用意された衣装に身を包み、列をなして谷から出ていく姉さんを遠目から眺めていた私と兄さん。何も知らない私は着飾れた姉さんの姿に喜んでいたけれど、これから起こる事を全て知っていた兄さんの顔は……絶望と悲しみで溢れていました。あの時の顔は幼い私の記憶に強く残っています。

何故そんな悲しそうな顔をするのか、何故何も言わないのか…何故兄さんが悲しい顔をしているのに谷にいる人達は笑顔で姉さんを見送っているのか……全く分かりませんでした。

そして、その日……姉さんは帰ってきませんでした。

当然ですよね。姉さんは『風神様』に捧げられる『生贄』に選ばれたのですから。帰ってくる事はありません。

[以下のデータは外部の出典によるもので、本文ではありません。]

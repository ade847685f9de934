//! Exact decimal hours stored as integer hundredths.
//!
//! Effort estimates and daily limits are money-like quantities: two
//! decimal places, compared exactly. Floating point would make
//! 1.50 and 1.5 sort unpredictably against 1.45, so the value is an
//! `i64` count of hundredths of an hour and every comparison is an
//! integer comparison.

use std::fmt;
use std::str::FromStr;

use serde::de::{self, Visitor};
use serde::{Deserialize, Deserializer, Serialize, Serializer};
use thiserror::Error;

/// Limits matching the stored column: at most 4 significant digits,
/// at most 2 of them after the decimal point (max 99.99).
const MAX_WHOLE_DIGITS: usize = 2;
const MAX_DECIMAL_PLACES: usize = 2;

#[derive(Debug, Error, Clone, Copy, PartialEq, Eq)]
pub enum HoursError {
    #[error("not a valid decimal number")]
    Invalid,

    #[error("more than {MAX_DECIMAL_PLACES} decimal places")]
    TooManyDecimals,

    #[error("more than {MAX_WHOLE_DIGITS} digits before the decimal point")]
    TooManyDigits,
}

/// A duration in hours with exact two-decimal precision.
#[derive(Debug, Clone, Copy, PartialEq, Eq, PartialOrd, Ord, Hash)]
pub struct Hours(i64);

impl Hours {
    pub const ZERO: Hours = Hours(0);

    pub const fn from_hundredths(hundredths: i64) -> Self {
        Hours(hundredths)
    }

    pub const fn hundredths(self) -> i64 {
        self.0
    }

    pub fn is_positive(self) -> bool {
        self.0 > 0
    }

    /// Parse a decimal string like `"1.5"`, `"6.00"` or `"-0.25"`.
    ///
    /// Accepts at most two decimal places and two whole digits; the
    /// decimal part is not rounded, excess places are an error.
    pub fn parse(input: &str) -> Result<Self, HoursError> {
        let trimmed = input.trim();
        let (negative, unsigned) = match trimmed.strip_prefix('-') {
            Some(rest) => (true, rest),
            None => (false, trimmed.strip_prefix('+').unwrap_or(trimmed)),
        };
        if unsigned.is_empty() {
            return Err(HoursError::Invalid);
        }

        let (whole, frac) = match unsigned.split_once('.') {
            Some((w, f)) => (w, f),
            None => (unsigned, ""),
        };
        if whole.is_empty() && frac.is_empty() {
            return Err(HoursError::Invalid);
        }
        if !whole.chars().all(|c| c.is_ascii_digit()) || !frac.chars().all(|c| c.is_ascii_digit()) {
            return Err(HoursError::Invalid);
        }
        if frac.len() > MAX_DECIMAL_PLACES {
            return Err(HoursError::TooManyDecimals);
        }
        // Leading zeros are not significant digits.
        if whole.trim_start_matches('0').len() > MAX_WHOLE_DIGITS {
            return Err(HoursError::TooManyDigits);
        }

        let whole_value: i64 = if whole.is_empty() {
            0
        } else {
            whole
                .trim_start_matches('0')
                .parse()
                .unwrap_or(0)
        };
        let frac_value: i64 = match frac.len() {
            0 => 0,
            1 => frac.parse::<i64>().map_err(|_| HoursError::Invalid)? * 10,
            _ => frac.parse().map_err(|_| HoursError::Invalid)?,
        };

        let hundredths = whole_value * 100 + frac_value;
        Ok(Hours(if negative { -hundredths } else { hundredths }))
    }
}

impl fmt::Display for Hours {
    fn fmt(&self, f: &mut fmt::Formatter<'_>) -> fmt::Result {
        let sign = if self.0 < 0 { "-" } else { "" };
        let abs = self.0.abs();
        write!(f, "{}{}.{:02}", sign, abs / 100, abs % 100)
    }
}

impl FromStr for Hours {
    type Err = HoursError;

    fn from_str(s: &str) -> Result<Self, Self::Err> {
        Hours::parse(s)
    }
}

impl Serialize for Hours {
    fn serialize<S: Serializer>(&self, serializer: S) -> Result<S::Ok, S::Error> {
        serializer.collect_str(self)
    }
}

struct HoursVisitor;

impl<'de> Visitor<'de> for HoursVisitor {
    type Value = Hours;

    fn expecting(&self, f: &mut fmt::Formatter<'_>) -> fmt::Result {
        f.write_str("a decimal number of hours as a string or number")
    }

    fn visit_str<E: de::Error>(self, v: &str) -> Result<Hours, E> {
        Hours::parse(v).map_err(de::Error::custom)
    }

    fn visit_f64<E: de::Error>(self, v: f64) -> Result<Hours, E> {
        // The shortest round-trip formatting preserves what the client
        // sent closely enough for the digit checks to apply.
        Hours::parse(&format!("{}", v)).map_err(de::Error::custom)
    }

    fn visit_i64<E: de::Error>(self, v: i64) -> Result<Hours, E> {
        Hours::parse(&v.to_string()).map_err(de::Error::custom)
    }

    fn visit_u64<E: de::Error>(self, v: u64) -> Result<Hours, E> {
        Hours::parse(&v.to_string()).map_err(de::Error::custom)
    }
}

impl<'de> Deserialize<'de> for Hours {
    fn deserialize<D: Deserializer<'de>>(deserializer: D) -> Result<Hours, D::Error> {
        deserializer.deserialize_any(HoursVisitor)
    }
}

/// Raw client input for an hours field, kept unparsed so handlers can
/// turn parse failures into their own field errors instead of a
/// request-body rejection.
#[derive(Debug, Clone, Deserialize)]
#[serde(untagged)]
pub enum HoursInput {
    Text(String),
    Number(serde_json::Number),
}

impl HoursInput {
    pub fn parse(&self) -> Result<Hours, HoursError> {
        match self {
            HoursInput::Text(s) => Hours::parse(s),
            HoursInput::Number(n) => Hours::parse(&n.to_string()),
        }
    }
}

私は何度も兄さんに問いました。「姉さんはどこか」と何度も兄さんに問いました。けれど兄さんは今にも泣き出しそうになりながら笑顔でこう言うのです。


『姉さんは……風になったんだよ。』


その時の私はそれを全て理解する事は出来ませんでした。ただ…そう、どこか遠くに行っているのかと思ったのです。どこか遠くに、旅に行ってるものと思ったんです。

だっていなくなるにはあまりにも突然で、姉さんと関わっていた人達は普通だったから……まさか『生贄』になってもう、戻ってくる事はないとは思えないじゃないですか。

もしかしたら小さな私に見せない様に態度を出さなかっただけかもしれません。けれど、それでも……戻ってきて来ると、いつか帰ってくると思ってしまうじゃないですか。

…けど現実は残酷なもので……姉さんは帰ってくる事はなく、『儀式』の本当の意味を知った私は無知が故の愚かさに後悔しました。姉さんが行ってしまう日に私はなんて、無神経な事を言ってしまったんだろうか。姉さんや兄さんに気を遣わせてしまった事も後悔し、あの時に戻れたらと今でも悲しくなります。

けれど……時は戻りません。姉さんが『生贄』になる事でピネーの平和が守られた。風が流れる様になった。姉さんが命懸けで守ったピネーの平和と秩序を胸に過ごそう、それが私に出来る事……だと思っていました。


「思っていた?」

「…はい。少し前までは…思っていました。けど、マツリさんの話を聞いて……マツリさんが遺跡で倒れた時を思うとそう思うのはダメだと思いました。」

「私が倒れた時…、」

「はい。…きっと姉さんは覚悟を持って、ピネーの為に犠牲になった。けど、それでも姉さんは今の私より年下の女の子。一人であの『風神様』を相手にして、恐怖を感じない訳ない。恐怖どころか絶望すら思うでしょう。それに……あの時、マツリさんはひたすらに「痛い」と泣いていた。…きっと姉さんや今まで『生贄』になっていた人達が感じた、痛みなんです。」

「……。」

「誰も助けてくれない、自分を犠牲にしなくてはならない…そんな絶望的な状況で感じる痛みは一体、どれほどのものなのでしょうか。きっと…それは私の考えを遥かに超える痛みに違いありません。彼女達はそんな痛み、悲しみ、苦しみを感じながら…死んだのです。そんな彼女達を他所に生きている私は…なんて、愚かなんだろう…そう、思いました。」

「そんな事…、」

「姉さんは…痛がっていた。一人で、誰にも助けてもらえず、絶え間ない痛みと恐怖で……それをマツリさん越しに見て、私は……本当、なんて事を…してしまったんだろう……、」

「シフォン…。」

「私は謝りたい……『生贄』になった人達の思いを全て見て、感じたマツリさんにも…ずっと苦しんでいた姉さんにも謝りたい…謝って済む話ではない事は分かってます。けど、それでも…私は謝りたい。……姉さん……。」